Would you copy out, exactly as written, each line from the one containing "needs no coordination." to the end of the records below?

Stored data
=====

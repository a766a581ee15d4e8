//! EIP-712 typed-data hashing for outcome proposals
//!
//! The digest is assembled by hand so the exact byte layout stays visible:
//! `keccak256(0x19 || 0x01 || domainSeparator || structHash)`.

use alloy::primitives::{keccak256, B256, U256};

use crate::types::{Proposal, ProposalDomain, DOMAIN_NAME, DOMAIN_VERSION};

pub const DOMAIN_TYPE: &str =
    "EIP712Domain(string name,string version,uint256 chainId,address verifyingContract)";

pub const PROPOSAL_TYPE: &str = "Proposal(uint256 marketId,uint256 outcomeId,uint256 closeTime,bytes32 evidenceHash,uint256 notBefore,uint256 deadline)";

/// Hash of the domain separator for a chain and verifying contract
pub fn domain_separator(domain: &ProposalDomain) -> B256 {
    let mut buf = Vec::with_capacity(32 * 5);
    buf.extend_from_slice(keccak256(DOMAIN_TYPE).as_slice());
    buf.extend_from_slice(keccak256(DOMAIN_NAME).as_slice());
    buf.extend_from_slice(keccak256(DOMAIN_VERSION).as_slice());
    buf.extend_from_slice(&U256::from(domain.chain_id).to_be_bytes::<32>());
    buf.extend_from_slice(domain.verifying_contract.into_word().as_slice());
    keccak256(&buf)
}

/// `hashStruct(proposal)`
pub fn struct_hash(proposal: &Proposal) -> B256 {
    let mut buf = Vec::with_capacity(32 * 7);
    buf.extend_from_slice(keccak256(PROPOSAL_TYPE).as_slice());
    buf.extend_from_slice(&proposal.market_id.to_be_bytes::<32>());
    buf.extend_from_slice(&proposal.outcome_id.to_be_bytes::<32>());
    buf.extend_from_slice(&proposal.close_time.to_be_bytes::<32>());
    buf.extend_from_slice(proposal.evidence_hash.as_slice());
    buf.extend_from_slice(&proposal.not_before.to_be_bytes::<32>());
    buf.extend_from_slice(&proposal.deadline.to_be_bytes::<32>());
    keccak256(&buf)
}

/// Final digest that gets signed
pub fn signing_digest(domain: &ProposalDomain, proposal: &Proposal) -> B256 {
    let mut buf = [0u8; 66];
    buf[0] = 0x19;
    buf[1] = 0x01;
    buf[2..34].copy_from_slice(domain_separator(domain).as_slice());
    buf[34..66].copy_from_slice(struct_hash(proposal).as_slice());

    let digest = keccak256(buf);
    tracing::debug!("Proposal signing digest: 0x{}", hex::encode(digest));
    digest
}

#[cfg(test)]
mod tests {
    use super::*;
    use alloy::primitives::Address;
    use std::str::FromStr;

    fn domain() -> ProposalDomain {
        ProposalDomain::new(
            137,
            Address::from_str("0x4bfb41d5b3570defd03c39a9a4d8de6bd8b8982e").unwrap(),
        )
    }

    fn proposal() -> Proposal {
        Proposal {
            market_id: U256::from(42u64),
            outcome_id: U256::from(1u8),
            close_time: U256::from(1_767_225_600u64),
            evidence_hash: B256::repeat_byte(0x11),
            not_before: U256::from(1_767_229_200u64),
            deadline: U256::from(1_767_232_800u64),
        }
    }

    #[test]
    fn test_digest_is_deterministic() {
        assert_eq!(signing_digest(&domain(), &proposal()), signing_digest(&domain(), &proposal()));
    }

    #[test]
    fn test_every_field_changes_the_digest() {
        let base = signing_digest(&domain(), &proposal());

        let mutations: Vec<Box<dyn Fn(&mut Proposal)>> = vec![
            Box::new(|p: &mut Proposal| p.market_id += U256::from(1u8)),
            Box::new(|p: &mut Proposal| p.outcome_id = U256::ZERO),
            Box::new(|p: &mut Proposal| p.close_time += U256::from(1u8)),
            Box::new(|p: &mut Proposal| p.evidence_hash = B256::repeat_byte(0x22)),
            Box::new(|p: &mut Proposal| p.not_before += U256::from(1u8)),
            Box::new(|p: &mut Proposal| p.deadline += U256::from(1u8)),
        ];
        for mutate in mutations {
            let mut changed = proposal();
            mutate(&mut changed);
            assert_ne!(signing_digest(&domain(), &changed), base);
        }
    }

    #[test]
    fn test_domain_binds_chain_and_contract() {
        let base = signing_digest(&domain(), &proposal());

        let other_chain = ProposalDomain::new(1, domain().verifying_contract);
        assert_ne!(signing_digest(&other_chain, &proposal()), base);

        let other_contract = ProposalDomain::new(137, Address::ZERO);
        assert_ne!(signing_digest(&other_contract, &proposal()), base);
    }
}
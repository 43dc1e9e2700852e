//! Error types for dataset loading.

use polars::prelude::PolarsError;
use std::path::PathBuf;
use thiserror::Error;

/// Fatal load-time failure: the canonical tables cannot be built.
///
/// Any of these aborts startup; there is no partial or degraded load.
#[derive(Debug, Error)]
pub enum DataLoadError {
    /// The source file is missing or could not be parsed into tabular form.
    #[error("failed to read {path}: {source}")]
    Read {
        path: PathBuf,
        #[source]
        source: PolarsError,
    },

    /// A table lacks columns the normalizer requires.
    #[error("{table} table is missing required columns: {columns:?}")]
    MissingColumns {
        table: &'static str,
        columns: Vec<String>,
    },

    /// Column-level failure during normalization or conversion.
    #[error(transparent)]
    Polars(#[from] PolarsError),
}
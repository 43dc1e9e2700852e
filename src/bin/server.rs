//! CYI HTTP Server Binary
//!
//! Entry point for the crop yield lookup REST API. It loads both datasets
//! once, builds the canonical tables, and serves queries over HTTP.
//!
//! # Usage
//!
//! ```bash
//! cargo run --bin cyi-server
//! ```
//!
//! # Environment Variables
//!
//! - `CYI_CONFIG`: Path to a cyi.toml config file
//! - `CYI_HISTORICAL_CSV` / `CYI_PREDICTIONS_CSV`: Dataset file paths
//! - `HOST`: Server host (default: 0.0.0.0)
//! - `PORT`: Server port (default: 8080)
//! - `RUST_LOG`: Log level (default: info)

use std::env;
use std::net::SocketAddr;

use tracing::{info, Level};
use tracing_subscriber::FmtSubscriber;

use cyi_rust::config::AppConfig;
use cyi_rust::http::{create_router, AppState};
use cyi_rust::preprocessing;

#[tokio::main]
async fn main() -> anyhow::Result<()> {
    // Initialize logging
    FmtSubscriber::builder()
        .with_max_level(
            env::var("RUST_LOG")
                .ok()
                .and_then(|s| s.parse().ok())
                .unwrap_or(Level::INFO),
        )
        .with_target(true)
        .init();

    info!("Starting CYI HTTP Server");

    let config = AppConfig::load()?;

    // Build the canonical tables once; queries share them read-only.
    let result = preprocessing::load_dataset(
        &config.datasets.historical_csv,
        &config.datasets.predictions_csv,
    )?;
    info!(
        "Datasets loaded: {} historical rows, {} prediction rows",
        result.report.historical_rows, result.report.prediction_rows
    );

    let state = AppState::new(result.dataset, result.report);
    let app = create_router(state);

    let addr: SocketAddr = format!("{}:{}", config.server.host, config.server.port).parse()?;
    info!("Server listening on http://{}", addr);

    let listener = tokio::net::TcpListener::bind(addr).await?;
    axum::serve(listener, app).await?;

    Ok(())
}
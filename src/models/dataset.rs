//! The canonical in-memory dataset shared by all queries.

use serde::{Deserialize, Serialize};

use super::records::{HistoricalRecord, PredictionRecord};

/// Both canonical tables, built once at startup and immutable thereafter.
///
/// Query operations take this by reference; the HTTP layer wraps it in an
/// `Arc` so concurrent read-only access needs no coordination.
#[derive(Debug, Clone, PartialEq, Default, Serialize, Deserialize)]
pub struct YieldDataset {
    /// Canonical historical observations table
    pub historical: Vec<HistoricalRecord>,
    /// Canonical future-predictions table
    pub predictions: Vec<PredictionRecord>,
}

impl YieldDataset {
    pub fn new(historical: Vec<HistoricalRecord>, predictions: Vec<PredictionRecord>) -> Self {
        Self {
            historical,
            predictions,
        }
    }
}
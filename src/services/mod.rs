//! Service layer: pure, read-only queries over the canonical dataset.
//!
//! Every function here takes the [`crate::models::YieldDataset`] by
//! reference and has no side effects, so concurrent callers need no
//! coordination.

pub mod lookup;
pub mod trends;
pub mod vocabulary;


pub use lookup::{lookup, LabeledMetric, LookupResult, LookupStatus, HISTORICAL_YEAR_MAX};
pub use trends::{yield_trend, TrendPoint};
pub use vocabulary::{crop_options, state_options, year_options, YEAR_MAX, YEAR_MIN};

=====

▶ **WRITTEN REPLY**
/// `Arc` so concurrent read-only access needs no coordination.
#[derive(Debug, Clone, PartialEq, Default, Serialize, Deserialize)]
pub struct YieldDataset {
    /// Canonical historical observations table
    pub historical: Vec<HistoricalRecord>,
    /// Canonical future-predictions table
    pub predictions: Vec<PredictionRecord>,
}

impl YieldDataset {
    pub fn new(historical: Vec<HistoricalRecord>, predictions: Vec<PredictionRecord>) -> Self {
        Self {
            historical,
            predictions,
        }
    }
}
filename src/services/mod.rs
//! Service layer: pure, read-only queries over the canonical dataset.
//!
//! Every function here takes the [`crate::models::YieldDataset`] by
//! reference and has no side effects, so concurrent callers need no
//! coordination.

pub mod lookup;
pub mod trends;
pub mod vocabulary;


pub use lookup::{lookup, LabeledMetric, LookupResult, LookupStatus, HISTORICAL_YEAR_MAX};
pub use trends::{yield_trend, TrendPoint};
pub use vocabulary::{crop_options, state_options, year_options, YEAR_MAX, YEAR_MIN};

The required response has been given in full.